Muita gente não se dá conta, mas o cálcio é o mineral mais abundante no corpo. Enquanto 99% faz parte da composição dos dentes e dos ossos, aonde promove a estrutura e firmeza necessárias para manter uma boa postura e evitar fraturas, o restante 1% circula nos fluídos corporais e, mesmo que pareça pouco, tem papel fundamental para promover a comunicação entre os neurônios, contração muscular e liberação de hormônios. Ele ainda atua na manutenção de membranas celulares saudáveis, melhorando a função de várias enzimas e assegurando que a coagulação sanguínea funcione bem quando necessário.

É após a menopausa, devido principalmente à queda abrupta dos níveis do hormônio feminino estrogênio, que começa a ocorrer a aceleração da perda óssea. O osso é um tecido vivo e em constante renovação, o que significa que ele está sempre sendo produzido e reabsorvido. A falta de hormônio feminino é responsável por acelerar essa reabsorção.

As necessidades de cálcio diário são correspondentes às fases da vida. Isso porque a capacidade de construir e armazenar tecido ósseo ocorre até por volta dos 30 anos, portanto, é fundamental que crianças e adolescentes tenham ingestão de cálcio adequada, entre 1.200 a 1.500 mg por dia. Já gestantes e lactentes devem consumir em torno de 1.200 mg diariamente e as mulheres pós-menopausa uma média de 1.300 a 1.500 mg.

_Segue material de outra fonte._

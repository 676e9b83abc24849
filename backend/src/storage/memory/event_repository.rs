use anyhow::{bail, Result};
use tracing::info;

use super::connection::InMemoryConnection;
use crate::domain::models::Event;
use crate::domain::time_slots::slot_index;
use crate::storage::EventStorage;

/// Event table backed by [`InMemoryConnection`]
#[derive(Debug, Clone)]
pub struct EventRepository {
    connection: InMemoryConnection,
}

impl EventRepository {
    pub fn new(connection: InMemoryConnection) -> Self {
        Self { connection }
    }
}

impl EventStorage for EventRepository {
    fn store_event(&self, event: &Event) -> Result<()> {
        let mut table = self.connection.events_mut()?;
        if table.contains_key(&event.id) {
            bail!("Event with ID {} already exists", event.id);
        }
        table.insert(event.id.clone(), event.clone());
        info!("Stored {} event {}", event.channel.kind(), event.id);
        Ok(())
    }

    fn get_event(&self, event_id: &str) -> Result<Option<Event>> {
        Ok(self.connection.events()?.get(event_id).cloned())
    }

    fn list_events(&self) -> Result<Vec<Event>> {
        let mut events: Vec<Event> = self.connection.events()?.values().cloned().collect();
        events.sort_by(|a, b| {
            a.date
                .cmp(&b.date)
                .then_with(|| {
                    let a_slot = slot_index(&a.time).unwrap_or(usize::MAX);
                    a_slot.cmp(&slot_index(&b.time).unwrap_or(usize::MAX))
                })
                .then_with(|| a.id.cmp(&b.id))
        });
        Ok(events)
    }

    fn update_event(&self, event: &Event) -> Result<()> {
        let mut table = self.connection.events_mut()?;
        match table.get_mut(&event.id) {
            Some(stored) => {
                *stored = event.clone();
                info!("Updated event {}", event.id);
                Ok(())
            }
            None => bail!("Event {} not found", event.id),
        }
    }

    fn delete_event(&self, event_id: &str) -> Result<bool> {
        Ok(self.connection.events_mut()?.remove(event_id).is_some())
    }
}

#[cfg(test)]
mod tests {
    use super::*;
    use crate::domain::models::EventChannel;

    fn event(id: &str, date: &str, time: &str) -> Event {
        Event {
            id: id.to_string(),
            title: "Workshop".to_string(),
            description: None,
            date: date.to_string(),
            time: time.to_string(),
            capacity: 20,
            channel: EventChannel::Offline {
                location: "Studio".to_string(),
            },
        }
    }

    #[test]
    fn test_event_crud() {
        let repo = EventRepository::new(InMemoryConnection::new());
        repo.store_event(&event("e2", "2024-07-01", "10:00")).unwrap();
        repo.store_event(&event("e1", "2024-06-28", "20:00")).unwrap();
        assert!(repo.store_event(&event("e1", "2024-06-28", "20:00")).is_err());

        let ids: Vec<String> = repo.list_events().unwrap().into_iter().map(|e| e.id).collect();
        assert_eq!(ids, vec!["e1", "e2"]);

        let mut updated = event("e1", "2024-06-28", "20:00");
        updated.capacity = 5;
        repo.update_event(&updated).unwrap();
        assert_eq!(repo.get_event("e1").unwrap().map(|e| e.capacity), Some(5));

        assert!(repo.delete_event("e1").unwrap());
        assert!(repo.get_event("e1").unwrap().is_none());
        assert!(repo.update_event(&updated).is_err());
    }
}
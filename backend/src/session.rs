//! Explicit login session.
//!
//! The dashboard only needs to know whether someone is signed in. Instead of a
//! flag read from ambient storage, the session is an object created by the host,
//! passed to whatever needs it, started with [`Session::login`] and torn down
//! with [`Session::logout`]. Credentials are not verified here.

use chrono::{DateTime, Utc};
use thiserror::Error;
use tracing::info;

use crate::domain::forms::is_valid_email;

#[derive(Debug, Clone, PartialEq, Eq)]
pub enum SessionState {
    Anonymous,
    Authenticated { email: String, since: DateTime<Utc> },
}

#[derive(Debug, Error, PartialEq, Eq)]
pub enum SessionError {
    #[error("'{0}' is not a valid e-mail address")]
    InvalidEmail(String),
    #[error("Already signed in as {0}; log out first")]
    AlreadyAuthenticated(String),
    #[error("Not signed in")]
    NotAuthenticated,
}

#[derive(Debug, Clone)]
pub struct Session {
    state: SessionState,
}

impl Session {
    pub fn new() -> Self {
        Self {
            state: SessionState::Anonymous,
        }
    }

    pub fn login(&mut self, email: &str) -> Result<(), SessionError> {
        let email = email.trim();
        if let SessionState::Authenticated { email: current, .. } = &self.state {
            return Err(SessionError::AlreadyAuthenticated(current.clone()));
        }
        if !is_valid_email(email) {
            return Err(SessionError::InvalidEmail(email.to_string()));
        }

        self.state = SessionState::Authenticated {
            email: email.to_string(),
            since: Utc::now(),
        };
        info!("Session started for {}", email);
        Ok(())
    }

    /// End the session; returns whether anyone was signed in
    pub fn logout(&mut self) -> bool {
        match std::mem::replace(&mut self.state, SessionState::Anonymous) {
            SessionState::Authenticated { email, .. } => {
                info!("Session ended for {}", email);
                true
            }
            SessionState::Anonymous => false,
        }
    }

    pub fn state(&self) -> &SessionState {
        &self.state
    }

    pub fn is_authenticated(&self) -> bool {
        matches!(self.state, SessionState::Authenticated { .. })
    }

    /// E-mail of the signed-in user, or an error for guarded views
    pub fn require_authenticated(&self) -> Result<&str, SessionError> {
        match &self.state {
            SessionState::Authenticated { email, .. } => Ok(email),
            SessionState::Anonymous => Err(SessionError::NotAuthenticated),
        }
    }
}

impl Default for Session {
    fn default() -> Self {
        Self::new()
    }
}
use anyhow::{bail, Result};
use korvo_shared::Appointment;
use tracing::{debug, info};

use super::connection::InMemoryConnection;
use crate::domain::time_slots::slot_index;
use crate::storage::AppointmentStorage;

/// Appointment table backed by [`InMemoryConnection`]
#[derive(Debug, Clone)]
pub struct AppointmentRepository {
    connection: InMemoryConnection,
}

impl AppointmentRepository {
    pub fn new(connection: InMemoryConnection) -> Self {
        Self { connection }
    }
}

/// Chronological order: date string, slot position, then ID for stability
pub(crate) fn sort_chronologically(appointments: &mut [Appointment]) {
    appointments.sort_by(|a, b| {
        a.date
            .cmp(&b.date)
            .then_with(|| slot_index(&a.time).unwrap_or(usize::MAX).cmp(&slot_index(&b.time).unwrap_or(usize::MAX)))
            .then_with(|| a.id.cmp(&b.id))
    });
}

impl AppointmentStorage for AppointmentRepository {
    fn store_appointment(&self, appointment: &Appointment) -> Result<()> {
        let mut table = self.connection.appointments_mut()?;
        if table.contains_key(&appointment.id) {
            bail!("Appointment with ID {} already exists", appointment.id);
        }
        table.insert(appointment.id.clone(), appointment.clone());
        info!("Stored appointment {} on {} {}", appointment.id, appointment.date, appointment.time);
        Ok(())
    }

    fn get_appointment(&self, appointment_id: &str) -> Result<Option<Appointment>> {
        Ok(self.connection.appointments()?.get(appointment_id).cloned())
    }

    fn list_appointments(&self) -> Result<Vec<Appointment>> {
        let mut appointments: Vec<Appointment> = self.connection.appointments()?.values().cloned().collect();
        sort_chronologically(&mut appointments);
        debug!("Listed {} appointments", appointments.len());
        Ok(appointments)
    }

    fn list_appointments_on(&self, date: &str) -> Result<Vec<Appointment>> {
        let mut appointments: Vec<Appointment> = self
            .connection
            .appointments()?
            .values()
            .filter(|appointment| appointment.date == date)
            .cloned()
            .collect();
        sort_chronologically(&mut appointments);
        Ok(appointments)
    }

    fn update_appointment(&self, appointment: &Appointment) -> Result<()> {
        let mut table = self.connection.appointments_mut()?;
        match table.get_mut(&appointment.id) {
            Some(stored) => {
                *stored = appointment.clone();
                info!("Updated appointment {}", appointment.id);
                Ok(())
            }
            None => bail!("Appointment {} not found", appointment.id),
        }
    }

    fn delete_appointment(&self, appointment_id: &str) -> Result<bool> {
        let removed = self.connection.appointments_mut()?.remove(appointment_id).is_some();
        if removed {
            info!("Deleted appointment {}", appointment_id);
        }
        Ok(removed)
    }
}

#[cfg(test)]
mod tests {
    use super::*;
    use korvo_shared::{AppointmentStatus, AppointmentType};

    fn appointment(id: &str, date: &str, time: &str) -> Appointment {
        Appointment {
            id: id.to_string(),
            title: "Consultation".to_string(),
            date: date.to_string(),
            time: time.to_string(),
            duration: 60,
            appointment_type: AppointmentType::OneToOne,
            status: AppointmentStatus::Pending,
        }
    }

    fn setup_test() -> AppointmentRepository {
        AppointmentRepository::new(InMemoryConnection::new())
    }

    #[test]
    fn test_store_and_get() {
        let repo = setup_test();
        let stored = appointment("a1", "2024-06-28", "20:00");
        repo.store_appointment(&stored).unwrap();

        assert_eq!(repo.get_appointment("a1").unwrap(), Some(stored));
        assert_eq!(repo.get_appointment("missing").unwrap(), None);
    }

    #[test]
    fn test_duplicate_id_is_rejected() {
        let repo = setup_test();
        repo.store_appointment(&appointment("a1", "2024-06-28", "20:00")).unwrap();
        assert!(repo.store_appointment(&appointment("a1", "2024-06-29", "10:00")).is_err());
    }

    #[test]
    fn test_list_is_chronological() {
        let repo = setup_test();
        repo.store_appointment(&appointment("late", "2024-06-28", "01:00")).unwrap();
        repo.store_appointment(&appointment("next-day", "2024-06-29", "07:00")).unwrap();
        repo.store_appointment(&appointment("early", "2024-06-28", "07:00")).unwrap();

        let ids: Vec<String> = repo.list_appointments().unwrap().into_iter().map(|a| a.id).collect();
        assert_eq!(ids, vec!["early", "late", "next-day"]);

        let on_day: Vec<String> = repo
            .list_appointments_on("2024-06-28")
            .unwrap()
            .into_iter()
            .map(|a| a.id)
            .collect();
        assert_eq!(on_day, vec!["early", "late"]);
    }

    #[test]
    fn test_update_and_delete() {
        let repo = setup_test();
        let mut stored = appointment("a1", "2024-06-28", "20:00");
        repo.store_appointment(&stored).unwrap();

        stored.status = AppointmentStatus::Confirmed;
        repo.update_appointment(&stored).unwrap();
        assert_eq!(
            repo.get_appointment("a1").unwrap().map(|a| a.status),
            Some(AppointmentStatus::Confirmed)
        );

        assert!(repo.update_appointment(&appointment("ghost", "2024-06-28", "20:00")).is_err());

        assert!(repo.delete_appointment("a1").unwrap());
        assert!(!repo.delete_appointment("a1").unwrap());
        assert!(repo.list_appointments().unwrap().is_empty());
    }

    #[test]
    fn test_repositories_share_connection() {
        let connection = InMemoryConnection::new();
        let writer = AppointmentRepository::new(connection.clone());
        let reader = AppointmentRepository::new(connection);

        writer.store_appointment(&appointment("a1", "2024-06-28", "20:00")).unwrap();
        assert_eq!(reader.list_appointments().unwrap().len(), 1);
    }
}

É importante salientar que a osteopenia – trata-se da diminuição da densidade mineral dos ossos, que é tida como um passo antes da osteoporose – não dá sintomas, portanto, cuide da saúde de forma preventiva se alimentando bem e praticando exercícios físicos regulares. Os exercícios tornam os ossos mais fortes.

 
Ricas fontes de cálcio na alimentação
- Laticínios (leite, queijo, iogurte) salmão, sardinha, vegetais verde-escuros, soja, feijão, grãos integrais, amêndoas, e brócolis.